Presented at Institution of Mechanical Engineers on 1 May 1946 shortly before his death on 5 June. Sir William Stanier chaired the meeting and contributed to the discussion. The paper was highly critical about the way in which coal was handled by British railways, both in terms of the low capacity wagons used and the use of wagons as a  form of low cost storage. Statistics of coal conveyed:: criticism of failure to employ bogie wagons and the low (9.5 tons) amount conveyed per wagon. Wagon productivity was extremely low: on avaerage each wagon ran about 8 miles per day. Discharge was mainly manual. Train resistance was very high. In India and South Africa productivity was much better: bogie wagons were employed in South Africa with  a capacity of 45 tons. Duncan Bailey (339-42), a wagon builder, stated that he had presented a paper to the Newcastle branch of the Institution in 1935 (presumably in IMechE Library) which had advoacted the use of steel for wagon building. The situation was worse than had been estimated: the 12 ton wagon really had a capacity of only 11½ tons and that it was not until 1923, rather than 1913, that this capacity was attained. He noted that some "shuttle traffic" was handled in 40 ton wagons, notably ICI limestone between Buxton and Winnington and the LMS coal traffic [to Stonebridge Park] The Samuel Commission had recommended 20 ton wagons. Most of the time coal wagons were used as storage space. F.W. Sinclair (343) noted vthat coal merchants handled about 10 tons per day and that this dictated wagon size. Stanier (p. 345) claimed that the 20 ton wagons used by the GWR in South Wales enjoyed a special environment with special fscilities for discharge. He considered that 50 ton or 60 ton wagons were needed to increase the tare/weight ratio: in such terms two 20 ton wagons were better than one 40 ton wagon. T. Henry Turner considered that the British Coal Utilisation Research Association should be involved in wagon design.  
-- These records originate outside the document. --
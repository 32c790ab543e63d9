//! Graph construction from edge-list text.
//!
//! # Overview
//!
//! Input is one undirected edge per line: two whitespace-separated node ids.
//! Everything after a `#` is a comment, and blank lines are skipped.
//!
//! ```text
//! # yeast PPI, filtered
//! YAL001C  YBR123W
//! YBR123W  YAL001C   # reversed duplicate, collapses
//! ```
//!
//! ## Simple Graphs Only
//!
//! Repeated edges (in either orientation) collapse to a single edge. A line
//! naming the same node twice is rejected: every metric downstream assumes a
//! simple graph, and a self-loop would silently inflate degrees in the
//! clustering denominator.
//!
//! ## Node Order
//!
//! Nodes are numbered in order of first appearance. That index is what the
//! metric code works on; ids are only looked up again when results are
//! keyed back to strings.

#![allow(clippy::module_name_repetitions)]

use std::collections::{HashMap, HashSet};

use petgraph::graph::{NodeIndex, UnGraph};
use tracing::instrument;

use crate::error::AnalysisError;

// ---------------------------------------------------------------------------
// Graph
// ---------------------------------------------------------------------------

/// An immutable, simple, undirected graph with string node ids.
///
/// Backed by a petgraph [`UnGraph`] for storage, with a sorted neighbor list
/// cached per node so traversals and triangle checks never walk petgraph's
/// edge lists.
#[derive(Debug, Clone)]
pub struct Graph {
    /// Undirected storage graph: node weights are the ids.
    pub(crate) graph: UnGraph<String, ()>,
    /// Mapping from node id to petgraph `NodeIndex`.
    node_map: HashMap<String, NodeIndex>,
    /// Sorted neighbor indices, one list per node.
    adjacency: Vec<Vec<usize>>,
}

impl Graph {
    /// Parse an edge list into a [`Graph`].
    ///
    /// # Errors
    ///
    /// Returns [`AnalysisError::Parse`] for a line that does not hold exactly
    /// two ids, or that connects a node to itself.
    #[instrument(skip(text), fields(bytes = text.len()))]
    pub fn parse(text: &str) -> Result<Self, AnalysisError> {
        let mut builder = Builder::default();

        for (offset, raw) in text.lines().enumerate() {
            let line_no = offset + 1;
            let line = raw.split_once('#').map_or(raw, |(content, _)| content);

            let tokens: Vec<&str> = line.split_whitespace().collect();
            match tokens.as_slice() {
                [] => {}
                [a, b] if a == b => {
                    return Err(AnalysisError::parse(
                        line_no,
                        format!("self-loop on node `{a}`"),
                    ));
                }
                [a, b] => builder.add_edge(a, b),
                other => {
                    return Err(AnalysisError::parse(
                        line_no,
                        format!("expected 2 node ids, found {}", other.len()),
                    ));
                }
            }
        }

        Ok(builder.finish())
    }

    /// Build a graph from explicit nodes and edges.
    ///
    /// Nodes listed in `nodes` come first (so isolated nodes can be
    /// represented); edge endpoints not already present are appended.
    ///
    /// # Errors
    ///
    /// Returns [`AnalysisError::Parse`] (line = 1-based edge position) for a
    /// self-loop.
    pub fn from_edges(nodes: &[&str], edges: &[(&str, &str)]) -> Result<Self, AnalysisError> {
        let mut builder = Builder::default();
        for id in nodes {
            builder.intern(id);
        }
        for (pos, (a, b)) in edges.iter().enumerate() {
            if a == b {
                return Err(AnalysisError::parse(
                    pos + 1,
                    format!("self-loop on node `{a}`"),
                ));
            }
            builder.add_edge(a, b);
        }
        Ok(builder.finish())
    }

    /// Build a graph on nodes `"0".."n-1"` from index pairs.
    ///
    /// Callers guarantee every pair is in range, distinct, and not a loop.
    pub(crate) fn from_index_pairs(node_count: usize, pairs: &[(usize, usize)]) -> Self {
        let mut graph = UnGraph::<String, ()>::with_capacity(node_count, pairs.len());
        let mut node_map = HashMap::with_capacity(node_count);

        for i in 0..node_count {
            let id = i.to_string();
            let idx = graph.add_node(id.clone());
            node_map.insert(id, idx);
        }

        for &(a, b) in pairs {
            debug_assert!(a != b && a < node_count && b < node_count);
            graph.add_edge(NodeIndex::new(a), NodeIndex::new(b), ());
        }

        Self::with_adjacency(graph, node_map)
    }

    fn with_adjacency(graph: UnGraph<String, ()>, node_map: HashMap<String, NodeIndex>) -> Self {
        let adjacency = graph
            .node_indices()
            .map(|idx| {
                let mut neighbors: Vec<usize> =
                    graph.neighbors(idx).map(NodeIndex::index).collect();
                neighbors.sort_unstable();
                neighbors
            })
            .collect();

        Self {
            graph,
            node_map,
            adjacency,
        }
    }

    /// Return the number of nodes in the graph.
    #[must_use]
    pub fn node_count(&self) -> usize {
        self.graph.node_count()
    }

    /// Return the number of (undirected) edges in the graph.
    #[must_use]
    pub fn edge_count(&self) -> usize {
        self.graph.edge_count()
    }

    #[must_use]
    pub fn is_empty(&self) -> bool {
        self.node_count() == 0
    }

    /// Look up the dense index of a node id.
    #[must_use]
    pub fn node_index(&self, id: &str) -> Option<usize> {
        self.node_map.get(id).map(|idx| idx.index())
    }

    /// Return the id of the node at `index`.
    #[must_use]
    pub fn node_id(&self, index: usize) -> Option<&str> {
        self.graph
            .node_weight(NodeIndex::new(index))
            .map(String::as_str)
    }

    /// Iterate `(index, id)` pairs in index order.
    pub fn nodes(&self) -> impl Iterator<Item = (usize, &str)> + '_ {
        self.graph
            .node_indices()
            .map(|idx| (idx.index(), self.graph[idx].as_str()))
    }

    /// Sorted neighbor indices of the node at `index` (empty if out of range).
    #[must_use]
    pub fn neighbors(&self, index: usize) -> &[usize] {
        self.adjacency.get(index).map_or(&[], Vec::as_slice)
    }

    #[must_use]
    pub fn degree(&self, index: usize) -> usize {
        self.neighbors(index).len()
    }

    /// Whether nodes `a` and `b` are adjacent.
    #[must_use]
    pub fn has_edge(&self, a: usize, b: usize) -> bool {
        let (probe, target) = if self.degree(a) <= self.degree(b) {
            (a, b)
        } else {
            (b, a)
        };
        self.neighbors(probe).binary_search(&target).is_ok()
    }
}

/// Largest edge count a simple undirected graph on `n` nodes can have.
#[must_use]
pub const fn max_edge_count(n: usize) -> usize {
    n.saturating_mul(n.saturating_sub(1)) / 2
}

// ---------------------------------------------------------------------------
// Internal helpers
// ---------------------------------------------------------------------------

/// Accumulates interned nodes and de-duplicated edges.
#[derive(Default)]
struct Builder {
    graph: UnGraph<String, ()>,
    node_map: HashMap<String, NodeIndex>,
    seen: HashSet<(usize, usize)>,
}

impl Builder {
    fn intern(&mut self, id: &str) -> NodeIndex {
        if let Some(&idx) = self.node_map.get(id) {
            return idx;
        }
        let idx = self.graph.add_node(id.to_string());
        self.node_map.insert(id.to_string(), idx);
        idx
    }

    fn add_edge(&mut self, a: &str, b: &str) {
        let ia = self.intern(a);
        let ib = self.intern(b);

        let key = (ia.index().min(ib.index()), ia.index().max(ib.index()));
        // petgraph allows parallel edges; keep the graph simple.
        if self.seen.insert(key) {
            self.graph.add_edge(ia, ib, ());
        }
    }

    fn finish(self) -> Graph {
        Graph::with_adjacency(self.graph, self.node_map)
    }
}

// ---------------------------------------------------------------------------
// Tests
// ---------------------------------------------------------------------------
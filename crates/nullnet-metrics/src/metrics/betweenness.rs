//! Betweenness centrality via Brandes' algorithm.
//!
//! # Overview
//!
//! Betweenness centrality measures how often a node lies on shortest paths
//! between other pairs of nodes. High-betweenness nodes are "bridges" or
//! "bottlenecks"; removing them would lengthen or break many paths.
//!
//! # Algorithm
//!
//! We implement Brandes' algorithm (2001) for unweighted graphs:
//!
//! 1. For each source node `s`, run BFS to compute shortest-path counts
//!    and distances.
//! 2. Accumulate dependency scores in reverse BFS order (farthest nodes first).
//! 3. Sum the dependency scores across all source nodes.
//!
//! Complexity: O(V * E) for unweighted graphs.
//!
//! # Scaling
//!
//! In an undirected graph the sweep meets every unordered pair `{s, t}` twice
//! (once from each endpoint), so the summed dependencies are halved to give
//! one count per pair: [`betweenness_pair_counts`]. The hub of an `n`-node
//! star scores `(n-1)(n-2)/2` there.
//!
//! [`betweenness_centrality`] then divides the pair counts by 2. No further
//! rescaling by `(n-1)(n-2)` is applied.

use std::collections::VecDeque;

use tracing::instrument;

use crate::graph::Graph;
use crate::metrics::CentralityResult;

const UNVISITED: usize = usize::MAX;

/// Compute betweenness centrality for all nodes in the graph.
///
/// # Returns
///
/// A [`CentralityResult`] with each node's pair count halved. Nodes that
/// lie on no shortest path between two other nodes, and every node of a
/// graph with fewer than 3 nodes, receive 0.0.
#[must_use]
#[instrument(skip(graph), fields(nodes = graph.node_count(), edges = graph.edge_count()))]
pub fn betweenness_centrality(graph: &Graph) -> CentralityResult {
    CentralityResult::from_indexed(graph, &betweenness_scores(graph))
}

/// Betweenness before the final halving: the number of unordered node pairs
/// whose shortest paths run through each node, split fractionally where
/// several shortest paths exist.
#[must_use]
pub fn betweenness_pair_counts(graph: &Graph) -> CentralityResult {
    let mut counts = dependency_sums(graph);
    for value in &mut counts {
        *value /= 2.0;
    }
    CentralityResult::from_indexed(graph, &counts)
}

/// Index-ordered betweenness scores, as reported by [`betweenness_centrality`].
pub(crate) fn betweenness_scores(graph: &Graph) -> Vec<f64> {
    let mut scores = dependency_sums(graph);
    for value in &mut scores {
        *value /= 4.0;
    }
    scores
}

/// Brandes dependency totals summed over every source node.
fn dependency_sums(graph: &Graph) -> Vec<f64> {
    let n = graph.node_count();

    // Node-indexed betweenness accumulator.
    let mut cb: Vec<f64> = vec![0.0; n];

    if n < 3 {
        return cb;
    }

    // Per-source buffers, allocated once and reset for each source.
    let mut stack: Vec<usize> = Vec::with_capacity(n);
    let mut predecessors: Vec<Vec<usize>> = vec![Vec::new(); n];
    let mut sigma: Vec<f64> = vec![0.0; n];
    let mut dist: Vec<usize> = vec![UNVISITED; n];
    let mut delta: Vec<f64> = vec![0.0; n];
    let mut queue: VecDeque<usize> = VecDeque::with_capacity(n);

    for s in 0..n {
        stack.clear();
        queue.clear();
        for preds in &mut predecessors {
            preds.clear();
        }
        sigma.fill(0.0);
        dist.fill(UNVISITED);
        delta.fill(0.0);

        // sigma[t]: number of shortest paths from s to t.
        sigma[s] = 1.0;
        dist[s] = 0;
        queue.push_back(s);

        while let Some(v) = queue.pop_front() {
            stack.push(v);

            for &w in graph.neighbors(v) {
                // First visit to w?
                if dist[w] == UNVISITED {
                    dist[w] = dist[v] + 1;
                    queue.push_back(w);
                }

                // Shortest path to w via v?
                if dist[w] == dist[v] + 1 {
                    sigma[w] += sigma[v];
                    predecessors[w].push(v);
                }
            }
        }

        // Accumulate dependencies in reverse BFS order.
        while let Some(w) = stack.pop() {
            for &v in &predecessors[w] {
                delta[v] += (sigma[v] / sigma[w]) * (1.0 + delta[w]);
            }

            if w != s {
                cb[w] += delta[w];
            }
        }
    }

    cb
}

// ---------------------------------------------------------------------------
// Tests
// ---------------------------------------------------------------------------
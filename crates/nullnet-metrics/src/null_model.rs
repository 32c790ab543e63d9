//! G(n,m) null-model sampling.
//!
//! # Overview
//!
//! A null-model graph keeps the observed node count `n` and edge count `m`
//! and nothing else: its `m` edges are drawn uniformly, without replacement,
//! from the `n(n-1)/2` possible unordered pairs. Metrics computed on a batch
//! of such graphs give the baseline the observed graph is compared to.
//!
//! # Sampling
//!
//! Pair slots are numbered row by row over the upper triangle of the
//! adjacency matrix:
//!
//! ```text
//! slot:   0      1      2      3      4      5
//! pair: (0,1)  (0,2)  (0,3)  (1,2)  (1,3)  (2,3)      n = 4
//! ```
//!
//! `m` distinct slots are drawn with [`rand::seq::index::sample`], sorted,
//! and decoded in one sweep over the rows.
//!
//! The random source is always passed in. Seeding it fixes every graph this
//! module produces.

use rand::Rng;
use rand::seq::index;
use serde::Serialize;
use tracing::{debug, instrument};

use crate::error::AnalysisError;
use crate::graph::{Graph, max_edge_count};
use crate::metrics::{betweenness, closeness, clustering};
use crate::stats::mean;

// ---------------------------------------------------------------------------
// Graph generation
// ---------------------------------------------------------------------------

/// Draw one uniform random simple graph with `n` nodes and `m` edges.
///
/// Nodes are labelled `"0"` to `"n-1"`.
///
/// # Errors
///
/// Returns [`AnalysisError::InvalidParameter`] if `m > n(n-1)/2`.
pub fn gnm_random_graph<R: Rng + ?Sized>(
    n: usize,
    m: usize,
    rng: &mut R,
) -> Result<Graph, AnalysisError> {
    check_edge_budget(n, m)?;

    let mut slots = index::sample(rng, max_edge_count(n), m).into_vec();
    slots.sort_unstable();

    Ok(Graph::from_index_pairs(n, &decode_pairs(n, &slots)))
}

/// Draw `sample_count` independent G(n,m) graphs.
///
/// # Errors
///
/// Returns [`AnalysisError::InvalidParameter`] if `m > n(n-1)/2`, even when
/// `sample_count` is zero.
pub fn generate<R: Rng + ?Sized>(
    n: usize,
    m: usize,
    sample_count: usize,
    rng: &mut R,
) -> Result<Vec<Graph>, AnalysisError> {
    check_edge_budget(n, m)?;
    (0..sample_count)
        .map(|_| gnm_random_graph(n, m, &mut *rng))
        .collect()
}

fn check_edge_budget(n: usize, m: usize) -> Result<(), AnalysisError> {
    let max_edges = max_edge_count(n);
    if m > max_edges {
        return Err(AnalysisError::InvalidParameter {
            nodes: n,
            edges: m,
            max_edges,
        });
    }
    Ok(())
}

/// Map sorted slot numbers to `(row, col)` pairs with `row < col`.
fn decode_pairs(n: usize, sorted_slots: &[usize]) -> Vec<(usize, usize)> {
    let mut pairs = Vec::with_capacity(sorted_slots.len());
    let mut row = 0;
    let mut row_start = 0;

    for &slot in sorted_slots {
        // Row `row` holds n - 1 - row slots.
        while slot >= row_start + (n - 1 - row) {
            row_start += n - 1 - row;
            row += 1;
        }
        pairs.push((row, row + 1 + (slot - row_start)));
    }

    pairs
}

// ---------------------------------------------------------------------------
// Distributions
// ---------------------------------------------------------------------------

/// Summary metrics of one null-model graph. Per-node values are discarded.
#[derive(Debug, Clone, Copy, PartialEq, Serialize)]
pub struct NullModelSample {
    pub closeness_mean: f64,
    pub betweenness_mean: f64,
    pub clustering: f64,
}

impl NullModelSample {
    /// Compute the summaries for `graph`.
    #[must_use]
    pub fn summarize(graph: &Graph) -> Self {
        Self {
            closeness_mean: mean(&closeness::closeness_scores(graph)),
            betweenness_mean: mean(&betweenness::betweenness_scores(graph)),
            clustering: clustering::average_clustering(graph),
        }
    }
}

/// Per-metric null distributions, one entry per sample, in sampling order.
#[derive(Debug, Clone, Default, PartialEq, Serialize)]
pub struct NullModelDistributions {
    pub closeness: Vec<f64>,
    pub betweenness: Vec<f64>,
    pub clustering: Vec<f64>,
}

impl NullModelDistributions {
    pub fn push(&mut self, sample: NullModelSample) {
        self.closeness.push(sample.closeness_mean);
        self.betweenness.push(sample.betweenness_mean);
        self.clustering.push(sample.clustering);
    }

    /// Number of samples recorded.
    #[must_use]
    pub fn len(&self) -> usize {
        self.closeness.len()
    }

    #[must_use]
    pub fn is_empty(&self) -> bool {
        self.closeness.is_empty()
    }
}

/// Sample `sample_count` G(n,m) graphs matching `graph` and collect their
/// summary metrics.
///
/// Each random graph is dropped as soon as it has been summarized.
///
/// # Errors
///
/// Propagates [`AnalysisError::InvalidParameter`] from graph generation.
#[instrument(skip(graph, rng), fields(nodes = graph.node_count(), edges = graph.edge_count()))]
pub fn null_distributions<R: Rng + ?Sized>(
    graph: &Graph,
    sample_count: usize,
    rng: &mut R,
) -> Result<NullModelDistributions, AnalysisError> {
    let (n, m) = (graph.node_count(), graph.edge_count());
    check_edge_budget(n, m)?;

    let mut distributions = NullModelDistributions {
        closeness: Vec::with_capacity(sample_count),
        betweenness: Vec::with_capacity(sample_count),
        clustering: Vec::with_capacity(sample_count),
    };

    for i in 0..sample_count {
        let random_graph = gnm_random_graph(n, m, &mut *rng)?;
        distributions.push(NullModelSample::summarize(&random_graph));
        debug!(sample = i + 1, total = sample_count, "generated random graph");
    }

    Ok(distributions)
}

// ---------------------------------------------------------------------------
// Tests
// ---------------------------------------------------------------------------
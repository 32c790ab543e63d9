//! Top-k extraction over per-node scores.
//!
//! Order is descending by score with ascending node id breaking ties, so two
//! runs over the same result always list the same nodes in the same order.

use std::cmp::Ordering;

use serde::Serialize;

use crate::metrics::CentralityResult;

/// One ranked `(node id, value)` entry.
#[derive(Debug, Clone, PartialEq, Serialize)]
pub struct RankedEntry {
    pub id: String,
    pub value: f64,
}

/// Every node of `result`, best first.
#[must_use]
pub fn rank_all(result: &CentralityResult) -> Vec<RankedEntry> {
    let mut entries: Vec<RankedEntry> = result
        .iter()
        .map(|(id, value)| RankedEntry {
            id: id.to_string(),
            value,
        })
        .collect();
    entries.sort_by(compare_entries);
    entries
}

/// The first `k` entries of [`rank_all`]. Returns every node when `k` is at
/// least the node count.
#[must_use]
pub fn top_k(result: &CentralityResult, k: usize) -> Vec<RankedEntry> {
    let mut entries = rank_all(result);
    entries.truncate(k);
    entries
}

fn compare_entries(a: &RankedEntry, b: &RankedEntry) -> Ordering {
    b.value
        .total_cmp(&a.value)
        .then_with(|| a.id.cmp(&b.id))
}

// ---------------------------------------------------------------------------
// Tests
// ---------------------------------------------------------------------------

#[cfg(test)]
mod tests {
    use super::*;

    fn result(pairs: &[(&str, f64)]) -> CentralityResult {
        CentralityResult {
            scores: pairs
                .iter()
                .map(|(id, v)| ((*id).to_string(), *v))
                .collect(),
        }
    }

    fn ids(entries: &[RankedEntry]) -> Vec<&str> {
        entries.iter().map(|e| e.id.as_str()).collect()
    }

    #[test]
    fn descending_by_value() {
        let r = result(&[("a", 0.1), ("b", 0.9), ("c", 0.5)]);
        assert_eq!(ids(&top_k(&r, 2)), ["b", "c"]);
    }

    #[test]
    fn ties_break_by_ascending_id() {
        let r = result(&[("zeta", 1.0), ("alpha", 1.0), ("mid", 1.0), ("low", 0.2)]);
        assert_eq!(ids(&top_k(&r, 3)), ["alpha", "mid", "zeta"]);
    }

    #[test]
    fn k_larger_than_node_count_returns_all() {
        let r = result(&[("a", 0.1), ("b", 0.2)]);
        let top = top_k(&r, 5);
        assert_eq!(ids(&top), ["b", "a"]);
        assert_eq!(top, rank_all(&r));
    }

    #[test]
    fn k_zero_and_empty_input() {
        let r = result(&[("a", 0.1)]);
        assert!(top_k(&r, 0).is_empty());
        assert!(top_k(&CentralityResult::default(), 5).is_empty());
    }
}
Smith, K.A. (Paper No. 460)
Stages in the development of a railway dynamometer car. 348-80. Disc.: 360-89.
Includes a brief analysis of the various types of dynamometer then available. This is followed by a description of a new dyanamomter car constructed for the New South Wales Railways.

Journal No. 193

Whalley, F.S. (Presidential Address).
The work of their craft. 401-29. 28 illus., 8 diagrs., map.
Mainly an account of the "Liberation" type built for UNRRA: the United Nations Relief & Rehabilitation Administration: the 8F and Riddles Austerity (2-8-0 and 2-10-0) designs are also considered: there were similarities between the Liberation and Austerity designs. The Liberation type had a wide firebox as the Berne loading gauge is more generous. The tender was very similar to that fitted to the Austerities but ran on two bogies. Amongst the many illustrations there are two of locomotives in transit by road from the Vulcan Foundry to Liverpool docks. The road trailer was capable of being steered from the rear and ran on solid rubber tyres. There are further pictures of the locomotives at the dockside and being loaded into the hold of a ship...

Nightingale, W.A. and Kamlani, M.V. (Paper No. 461)
The use of experimental data in fixing the proportions of locomotive boilers. 430-69. Disc.: 469-86. Bibliog. 36 diagrs.
Based on Indian conditions. pp. 443-6: ashpan losses at low firing rates lesser proportion of total fuel consumed than at high firing rates. C.W. Clarke (472) commented at length with particular reference to Indian coals

Journal No. 194.

Eastwood, Frank. (Paper No. 462)
Workshop gadgets in railway shops. 491-577. Disc.: 577-88.
Broad gauge railways in the Argentine.